GIVEN DATA: Begin

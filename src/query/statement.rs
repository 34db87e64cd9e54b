//! Running statements
//!
//! CREATE-FRAGMENT opens a statement that collects rows over a declared
//! number of INSERT/MULTI-INSERT runs. The terminal run hands back the
//! finished fragment for storage.

use tracing::debug;

use crate::error::{Error, Result};
use crate::fragment::{Fragment, Record, Schema};

/// A fragment under construction
#[derive(Debug)]
pub struct RunningStatement {
    db: String,
    device: Option<String>,
    fragment: Fragment,
    total_runs: usize,
    current_run: usize,
    size_bytes: usize,
    carried_rows: usize,
}

impl RunningStatement {
    /// Open a statement expecting `total_runs` insert runs
    pub fn open(
        db: impl Into<String>,
        name: impl Into<String>,
        device: Option<String>,
        schema: Schema,
        total_runs: usize,
    ) -> Self {
        Self {
            db: db.into(),
            device,
            fragment: Fragment::new(name, schema),
            total_runs,
            current_run: 0,
            size_bytes: 0,
            carried_rows: 0,
        }
    }

    pub fn db(&self) -> &str {
        &self.db
    }

    pub fn device(&self) -> Option<&str> {
        self.device.as_deref()
    }

    pub fn frag_name(&self) -> &str {
        self.fragment.name()
    }

    pub fn schema(&self) -> &Schema {
        self.fragment.schema()
    }

    pub fn total_runs(&self) -> usize {
        self.total_runs
    }

    pub fn current_run(&self) -> usize {
        self.current_run
    }

    /// Encoded bytes accumulated so far
    pub fn size_bytes(&self) -> usize {
        self.size_bytes
    }

    /// Rows carried over from earlier runs
    pub fn carried_rows(&self) -> usize {
        self.carried_rows
    }

    /// Whether the statement is complete without further runs
    pub fn is_complete(&self) -> bool {
        self.current_run >= self.total_runs
    }

    /// Append one run's records; returns true when this run was terminal
    pub fn append(&mut self, records: Vec<Record>, final_statement: bool) -> Result<bool> {
        if self.is_complete() {
            return Err(Error::exec(format!(
                "statement for '{}' already received its {} run(s)",
                self.fragment.name(),
                self.total_runs
            )));
        }

        self.current_run += 1;
        let terminal = final_statement || self.current_run == self.total_runs;
        if terminal {
            // The final size is known now
            self.fragment.reserve_exact(records.len());
        }

        for record in records {
            self.size_bytes += record.size_bytes();
            self.fragment.push_record(record)?;
        }
        self.carried_rows = self.fragment.row_count();

        debug!(
            frag = self.fragment.name(),
            run = self.current_run,
            total_runs = self.total_runs,
            rows = self.carried_rows,
            bytes = self.size_bytes,
            terminal,
            "statement run appended"
        );
        Ok(terminal)
    }

    /// Consume the statement and return the built fragment
    pub fn finish(self) -> Fragment {
        self.fragment
    }
}

#[cfg(test)]
mod tests {
    use super::*;
    use crate::expr::Value;
    use crate::fragment::FieldType;

    fn record(id: i64) -> Record {
        Record::from_values(&[Value::Long(id)], &[FieldType::Long]).unwrap()
    }

    #[test]
    fn test_runs_until_terminal() {
        let schema = Schema::from_pairs([("id", FieldType::Long)]);
        let mut stmt = RunningStatement::open("db", "f", None, schema, 2);

        assert!(!stmt.append(vec![record(1), record(2)], false).unwrap());
        assert_eq!(stmt.carried_rows(), 2);
        assert!(stmt.append(vec![record(3)], false).unwrap());
        assert_eq!(stmt.size_bytes(), 24);
        assert!(stmt.append(vec![record(4)], false).is_err());

        let frag = stmt.finish();
        assert_eq!(frag.ids().unwrap(), vec![1, 2, 3]);
    }

    #[test]
    fn test_final_statement_flag_ends_early() {
        let schema = Schema::from_pairs([("id", FieldType::Long)]);
        let mut stmt = RunningStatement::open("db", "f", Some("mem".into()), schema, 5);
        assert!(stmt.append(vec![record(1)], true).unwrap());
        assert_eq!(stmt.device(), Some("mem"));
        assert_eq!(stmt.finish().row_count(), 1);
    }

    #[test]
    fn test_rejects_wrong_width() {
        let schema = Schema::from_pairs([("id", FieldType::Long), ("v", FieldType::Real)]);
        let mut stmt = RunningStatement::open("db", "f", None, schema, 1);
        assert!(stmt.append(vec![record(1)], false).is_err());
    }
}
//! Expression Abstract Syntax Tree
//!
//! Nodes own their children; dropping the root frees the whole tree.

use super::value::Value;

/// Expression node
#[derive(Debug, Clone, PartialEq)]
pub enum Node {
    /// Constant value
    Literal(Value),
    /// Free variable, resolved through the symbol table
    Variable(String),
    /// Function call with arguments in source order
    FunctionCall { name: String, args: Vec<Node> },
    /// Binary operation
    BinaryOp {
        left: Box<Node>,
        op: BinaryOperator,
        right: Box<Node>,
    },
    /// Unary operation
    UnaryOp { op: UnaryOperator, expr: Box<Node> },
}

/// Binary operator
#[derive(Debug, Clone, Copy, PartialEq, Eq)]
pub enum BinaryOperator {
    // Arithmetic
    Mul,
    Div,
    Add,
    Sub,
    Mod,
    // Comparison
    Eq,
    Neq,
    Lt,
    Gt,
    Lte,
    Gte,
    // Logical
    And,
    Or,
}

impl BinaryOperator {
    /// True for operators that yield a Double
    pub fn is_arithmetic(&self) -> bool {
        matches!(
            self,
            BinaryOperator::Mul | BinaryOperator::Div | BinaryOperator::Add | BinaryOperator::Sub
        )
    }

    /// Operator symbol used in error messages
    pub fn symbol(&self) -> &'static str {
        match self {
            BinaryOperator::Mul => "*",
            BinaryOperator::Div => "/",
            BinaryOperator::Add => "+",
            BinaryOperator::Sub => "-",
            BinaryOperator::Mod => "MOD",
            BinaryOperator::Eq => "=",
            BinaryOperator::Neq => "<>",
            BinaryOperator::Lt => "<",
            BinaryOperator::Gt => ">",
            BinaryOperator::Lte => "<=",
            BinaryOperator::Gte => ">=",
            BinaryOperator::And => "AND",
            BinaryOperator::Or => "OR",
        }
    }
}

/// Unary operator
#[derive(Debug, Clone, Copy, PartialEq, Eq)]
pub enum UnaryOperator {
    /// Logical NOT
    Not,
    /// Arithmetic negation
    Neg,
}

impl Node {
    /// Convenience constructor for a binary node
    pub fn binary(left: Node, op: BinaryOperator, right: Node) -> Self {
        Node::BinaryOp {
            left: Box::new(left),
            op,
            right: Box::new(right),
        }
    }

    /// Convenience constructor for a variable node
    pub fn var(name: impl Into<String>) -> Self {
        Node::Variable(name.into())
    }

    /// Collect distinct variable names in first-appearance order
    pub fn variables(&self) -> Vec<&str> {
        let mut out = Vec::new();
        self.collect_variables(&mut out);
        out
    }

    fn collect_variables<'a>(&'a self, out: &mut Vec<&'a str>) {
        match self {
            Node::Literal(_) => {}
            Node::Variable(name) => {
                if !out.contains(&name.as_str()) {
                    out.push(name);
                }
            }
            Node::FunctionCall { args, .. } => {
                for arg in args {
                    arg.collect_variables(out);
                }
            }
            Node::BinaryOp { left, right, .. } => {
                left.collect_variables(out);
                right.collect_variables(out);
            }
            Node::UnaryOp { expr, .. } => expr.collect_variables(out),
        }
    }

    /// Visit every function call name, outermost first
    pub fn function_names(&self) -> Vec<&str> {
        let mut out = Vec::new();
        self.collect_functions(&mut out);
        out
    }

    fn collect_functions<'a>(&'a self, out: &mut Vec<&'a str>) {
        match self {
            Node::Literal(_) | Node::Variable(_) => {}
            Node::FunctionCall { name, args } => {
                out.push(name);
                for arg in args {
                    arg.collect_functions(out);
                }
            }
            Node::BinaryOp { left, right, .. } => {
                left.collect_functions(out);
                right.collect_functions(out);
            }
            Node::UnaryOp { expr, .. } => expr.collect_functions(out),
        }
    }
}

#[cfg(test)]
mod tests {
    use super::*;

    #[test]
    fn test_variables_are_deduplicated() {
        // a + oph_id(a, b)
        let node = Node::binary(
            Node::var("a"),
            BinaryOperator::Add,
            Node::FunctionCall {
                name: "oph_id".to_string(),
                args: vec![Node::var("a"), Node::var("b")],
            },
        );
        assert_eq!(node.variables(), vec!["a", "b"]);
        assert_eq!(node.function_names(), vec!["oph_id"]);
    }
}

GIVEN DATA: End

Every line in the records above that has "Some" counts once. Give the total and nothing else.

2